* _Supplied records_
════════════════════

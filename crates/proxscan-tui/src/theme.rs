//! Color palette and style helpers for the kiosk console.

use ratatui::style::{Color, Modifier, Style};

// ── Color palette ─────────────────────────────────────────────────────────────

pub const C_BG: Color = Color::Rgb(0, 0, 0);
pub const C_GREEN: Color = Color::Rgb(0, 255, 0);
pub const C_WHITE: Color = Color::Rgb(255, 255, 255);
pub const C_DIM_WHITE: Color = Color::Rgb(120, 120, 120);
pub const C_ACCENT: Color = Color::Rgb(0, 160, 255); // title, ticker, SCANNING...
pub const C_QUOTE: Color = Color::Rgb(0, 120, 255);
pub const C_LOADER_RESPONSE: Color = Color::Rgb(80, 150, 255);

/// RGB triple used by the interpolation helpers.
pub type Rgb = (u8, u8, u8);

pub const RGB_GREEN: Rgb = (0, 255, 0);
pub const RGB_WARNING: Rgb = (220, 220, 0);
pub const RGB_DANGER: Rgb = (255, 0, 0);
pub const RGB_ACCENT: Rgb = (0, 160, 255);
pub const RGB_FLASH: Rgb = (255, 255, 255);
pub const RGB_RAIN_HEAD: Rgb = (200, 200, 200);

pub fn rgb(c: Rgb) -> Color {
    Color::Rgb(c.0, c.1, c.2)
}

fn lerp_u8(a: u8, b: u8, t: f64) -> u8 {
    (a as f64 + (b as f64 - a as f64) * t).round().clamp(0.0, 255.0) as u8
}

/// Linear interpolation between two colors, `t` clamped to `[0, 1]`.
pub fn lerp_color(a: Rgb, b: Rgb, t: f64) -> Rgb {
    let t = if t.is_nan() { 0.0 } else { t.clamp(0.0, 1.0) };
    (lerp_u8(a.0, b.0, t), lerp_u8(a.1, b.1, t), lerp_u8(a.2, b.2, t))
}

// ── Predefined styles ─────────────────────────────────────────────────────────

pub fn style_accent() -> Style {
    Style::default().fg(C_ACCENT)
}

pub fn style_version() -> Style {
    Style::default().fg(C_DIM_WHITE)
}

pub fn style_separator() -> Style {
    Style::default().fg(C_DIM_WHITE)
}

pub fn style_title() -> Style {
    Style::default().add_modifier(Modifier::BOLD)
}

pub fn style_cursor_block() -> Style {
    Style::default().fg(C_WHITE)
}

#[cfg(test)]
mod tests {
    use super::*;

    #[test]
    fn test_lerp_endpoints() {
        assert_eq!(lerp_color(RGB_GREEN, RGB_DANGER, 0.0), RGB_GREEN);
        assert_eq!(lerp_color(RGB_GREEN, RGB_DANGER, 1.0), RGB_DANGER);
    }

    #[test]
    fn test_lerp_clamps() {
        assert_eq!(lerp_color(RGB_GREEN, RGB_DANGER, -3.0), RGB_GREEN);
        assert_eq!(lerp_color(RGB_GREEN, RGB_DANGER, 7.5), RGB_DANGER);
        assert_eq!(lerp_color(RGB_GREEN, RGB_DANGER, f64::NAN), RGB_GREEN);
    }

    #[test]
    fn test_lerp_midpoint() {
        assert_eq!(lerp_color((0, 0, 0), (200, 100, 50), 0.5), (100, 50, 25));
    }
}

════════════════════

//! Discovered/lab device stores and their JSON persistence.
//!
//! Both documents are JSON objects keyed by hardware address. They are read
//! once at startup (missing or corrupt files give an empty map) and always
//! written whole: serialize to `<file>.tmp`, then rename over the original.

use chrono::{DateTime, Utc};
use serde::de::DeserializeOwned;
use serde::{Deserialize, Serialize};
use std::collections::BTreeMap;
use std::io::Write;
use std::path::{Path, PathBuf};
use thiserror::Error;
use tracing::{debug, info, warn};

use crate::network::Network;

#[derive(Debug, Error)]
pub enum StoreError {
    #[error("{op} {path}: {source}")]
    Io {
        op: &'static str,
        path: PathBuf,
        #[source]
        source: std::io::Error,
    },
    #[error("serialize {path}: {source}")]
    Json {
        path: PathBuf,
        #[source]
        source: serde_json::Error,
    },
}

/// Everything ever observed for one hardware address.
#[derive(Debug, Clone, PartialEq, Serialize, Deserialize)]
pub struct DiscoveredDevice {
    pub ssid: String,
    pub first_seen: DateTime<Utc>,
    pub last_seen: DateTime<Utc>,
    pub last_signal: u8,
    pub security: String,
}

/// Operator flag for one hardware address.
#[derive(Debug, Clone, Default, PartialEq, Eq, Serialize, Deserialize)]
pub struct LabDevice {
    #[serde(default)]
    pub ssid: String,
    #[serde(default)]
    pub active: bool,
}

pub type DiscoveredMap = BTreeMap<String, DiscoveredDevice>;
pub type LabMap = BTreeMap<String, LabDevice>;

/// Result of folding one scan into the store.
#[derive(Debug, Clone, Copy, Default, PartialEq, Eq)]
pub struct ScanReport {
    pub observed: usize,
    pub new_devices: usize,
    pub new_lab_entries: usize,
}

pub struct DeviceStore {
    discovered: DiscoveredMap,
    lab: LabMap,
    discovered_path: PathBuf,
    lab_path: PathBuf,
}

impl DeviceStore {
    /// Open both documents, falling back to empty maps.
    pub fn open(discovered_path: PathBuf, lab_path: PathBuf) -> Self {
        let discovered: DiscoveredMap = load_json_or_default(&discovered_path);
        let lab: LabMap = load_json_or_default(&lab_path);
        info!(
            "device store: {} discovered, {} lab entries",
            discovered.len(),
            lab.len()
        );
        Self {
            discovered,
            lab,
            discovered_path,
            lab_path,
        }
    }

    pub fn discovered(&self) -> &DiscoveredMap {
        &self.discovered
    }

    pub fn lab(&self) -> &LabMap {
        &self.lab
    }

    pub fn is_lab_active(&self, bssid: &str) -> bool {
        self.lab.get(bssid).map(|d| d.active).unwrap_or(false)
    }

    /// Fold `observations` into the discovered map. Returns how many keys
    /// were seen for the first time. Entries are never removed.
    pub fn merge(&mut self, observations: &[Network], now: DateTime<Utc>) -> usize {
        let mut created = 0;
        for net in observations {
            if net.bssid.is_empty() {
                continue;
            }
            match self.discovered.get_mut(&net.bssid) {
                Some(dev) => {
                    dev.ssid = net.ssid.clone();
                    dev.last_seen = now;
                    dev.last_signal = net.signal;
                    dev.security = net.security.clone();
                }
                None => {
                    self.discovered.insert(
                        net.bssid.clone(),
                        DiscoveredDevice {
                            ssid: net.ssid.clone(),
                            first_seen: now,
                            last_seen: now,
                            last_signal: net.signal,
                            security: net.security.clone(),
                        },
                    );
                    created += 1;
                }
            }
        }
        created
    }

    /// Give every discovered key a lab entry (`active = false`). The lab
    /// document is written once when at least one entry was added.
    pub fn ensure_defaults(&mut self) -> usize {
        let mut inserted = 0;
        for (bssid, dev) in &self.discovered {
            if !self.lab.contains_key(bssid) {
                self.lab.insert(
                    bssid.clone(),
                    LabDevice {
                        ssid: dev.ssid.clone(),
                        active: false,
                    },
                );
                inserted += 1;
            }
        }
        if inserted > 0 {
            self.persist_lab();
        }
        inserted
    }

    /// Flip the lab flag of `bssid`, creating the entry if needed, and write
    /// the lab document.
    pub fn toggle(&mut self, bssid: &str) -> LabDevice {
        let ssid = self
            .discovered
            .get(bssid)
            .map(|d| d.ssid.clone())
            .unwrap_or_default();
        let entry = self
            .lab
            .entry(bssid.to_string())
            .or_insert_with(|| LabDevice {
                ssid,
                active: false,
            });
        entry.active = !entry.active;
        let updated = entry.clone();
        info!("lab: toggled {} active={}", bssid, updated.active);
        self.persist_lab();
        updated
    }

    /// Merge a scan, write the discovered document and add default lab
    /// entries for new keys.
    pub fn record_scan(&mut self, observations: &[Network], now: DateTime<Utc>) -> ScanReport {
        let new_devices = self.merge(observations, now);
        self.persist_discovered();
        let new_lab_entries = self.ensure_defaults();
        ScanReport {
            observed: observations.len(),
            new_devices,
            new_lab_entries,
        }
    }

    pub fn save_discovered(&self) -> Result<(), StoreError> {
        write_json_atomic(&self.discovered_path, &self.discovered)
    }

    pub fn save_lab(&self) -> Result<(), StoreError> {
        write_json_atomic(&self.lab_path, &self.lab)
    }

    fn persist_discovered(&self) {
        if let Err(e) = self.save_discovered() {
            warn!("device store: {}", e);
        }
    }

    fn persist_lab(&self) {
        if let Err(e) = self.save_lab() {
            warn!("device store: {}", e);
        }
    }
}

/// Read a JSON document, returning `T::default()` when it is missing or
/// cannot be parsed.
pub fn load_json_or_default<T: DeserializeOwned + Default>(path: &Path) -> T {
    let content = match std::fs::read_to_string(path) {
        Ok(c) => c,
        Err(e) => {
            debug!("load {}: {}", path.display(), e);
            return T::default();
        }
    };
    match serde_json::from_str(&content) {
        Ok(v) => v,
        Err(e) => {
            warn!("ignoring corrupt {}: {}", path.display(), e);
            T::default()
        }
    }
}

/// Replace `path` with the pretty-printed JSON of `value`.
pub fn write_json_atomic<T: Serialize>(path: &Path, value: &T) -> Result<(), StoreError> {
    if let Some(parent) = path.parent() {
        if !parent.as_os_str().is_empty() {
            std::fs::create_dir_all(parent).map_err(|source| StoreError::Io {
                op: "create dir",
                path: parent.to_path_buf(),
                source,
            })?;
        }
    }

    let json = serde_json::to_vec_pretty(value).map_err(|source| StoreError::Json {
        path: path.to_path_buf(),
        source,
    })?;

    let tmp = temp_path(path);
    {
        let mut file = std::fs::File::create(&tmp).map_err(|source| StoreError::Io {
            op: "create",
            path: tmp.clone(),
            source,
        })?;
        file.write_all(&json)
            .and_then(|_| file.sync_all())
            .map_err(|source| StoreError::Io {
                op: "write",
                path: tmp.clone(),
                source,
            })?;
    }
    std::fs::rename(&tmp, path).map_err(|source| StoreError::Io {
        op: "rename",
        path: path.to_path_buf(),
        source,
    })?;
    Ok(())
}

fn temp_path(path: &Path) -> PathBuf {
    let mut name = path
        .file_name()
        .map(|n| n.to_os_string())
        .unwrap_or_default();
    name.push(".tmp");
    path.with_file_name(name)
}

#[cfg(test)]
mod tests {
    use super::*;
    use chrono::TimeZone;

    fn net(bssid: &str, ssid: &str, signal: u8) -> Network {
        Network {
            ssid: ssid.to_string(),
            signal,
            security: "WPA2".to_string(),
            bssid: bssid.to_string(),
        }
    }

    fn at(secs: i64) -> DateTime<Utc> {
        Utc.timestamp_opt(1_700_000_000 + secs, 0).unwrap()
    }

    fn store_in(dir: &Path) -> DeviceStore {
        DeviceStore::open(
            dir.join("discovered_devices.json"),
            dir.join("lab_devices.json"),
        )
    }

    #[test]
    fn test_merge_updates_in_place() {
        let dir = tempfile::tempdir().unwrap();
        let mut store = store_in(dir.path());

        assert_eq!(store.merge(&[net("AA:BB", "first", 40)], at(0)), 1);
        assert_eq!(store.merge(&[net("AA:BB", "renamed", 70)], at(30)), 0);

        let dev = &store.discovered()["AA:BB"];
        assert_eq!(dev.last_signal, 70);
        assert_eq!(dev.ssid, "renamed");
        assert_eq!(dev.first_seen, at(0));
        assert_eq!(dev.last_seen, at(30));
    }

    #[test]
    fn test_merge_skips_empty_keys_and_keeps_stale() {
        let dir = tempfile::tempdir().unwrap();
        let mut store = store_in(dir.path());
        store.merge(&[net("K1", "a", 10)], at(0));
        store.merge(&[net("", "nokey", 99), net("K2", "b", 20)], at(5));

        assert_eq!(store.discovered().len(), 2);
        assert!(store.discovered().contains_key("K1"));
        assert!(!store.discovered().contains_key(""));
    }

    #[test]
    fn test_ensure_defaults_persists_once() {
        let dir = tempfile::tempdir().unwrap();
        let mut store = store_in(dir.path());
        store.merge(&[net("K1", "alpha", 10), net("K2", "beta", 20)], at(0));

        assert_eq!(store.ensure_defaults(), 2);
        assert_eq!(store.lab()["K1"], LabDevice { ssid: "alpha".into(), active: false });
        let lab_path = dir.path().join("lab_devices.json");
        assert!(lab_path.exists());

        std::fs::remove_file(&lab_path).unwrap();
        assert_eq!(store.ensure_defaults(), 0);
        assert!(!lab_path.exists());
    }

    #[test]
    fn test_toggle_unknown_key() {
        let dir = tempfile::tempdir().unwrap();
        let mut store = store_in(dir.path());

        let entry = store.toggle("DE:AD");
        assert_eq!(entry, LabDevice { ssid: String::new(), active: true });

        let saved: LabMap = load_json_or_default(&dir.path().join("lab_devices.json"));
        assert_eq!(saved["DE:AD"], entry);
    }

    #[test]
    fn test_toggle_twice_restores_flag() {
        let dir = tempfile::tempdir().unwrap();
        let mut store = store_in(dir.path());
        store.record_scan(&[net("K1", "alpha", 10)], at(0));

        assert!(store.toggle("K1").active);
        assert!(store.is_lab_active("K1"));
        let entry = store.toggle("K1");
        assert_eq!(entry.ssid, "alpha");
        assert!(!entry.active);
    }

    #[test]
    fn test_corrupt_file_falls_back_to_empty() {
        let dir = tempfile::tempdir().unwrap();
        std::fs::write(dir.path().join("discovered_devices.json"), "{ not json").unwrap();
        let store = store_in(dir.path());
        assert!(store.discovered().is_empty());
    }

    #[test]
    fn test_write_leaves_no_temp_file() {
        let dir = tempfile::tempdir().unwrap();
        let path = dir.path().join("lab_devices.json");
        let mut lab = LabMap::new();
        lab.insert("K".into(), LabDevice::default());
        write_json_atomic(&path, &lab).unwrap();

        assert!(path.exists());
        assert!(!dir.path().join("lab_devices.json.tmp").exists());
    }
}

════════════════════

* _Work to be completed_
Find the word "observed" in the entries. Copy each line that holds it.

* _Response area_
/// Everything ever observed for one hardware address.
    pub observed: usize,
            observed: observations.len(),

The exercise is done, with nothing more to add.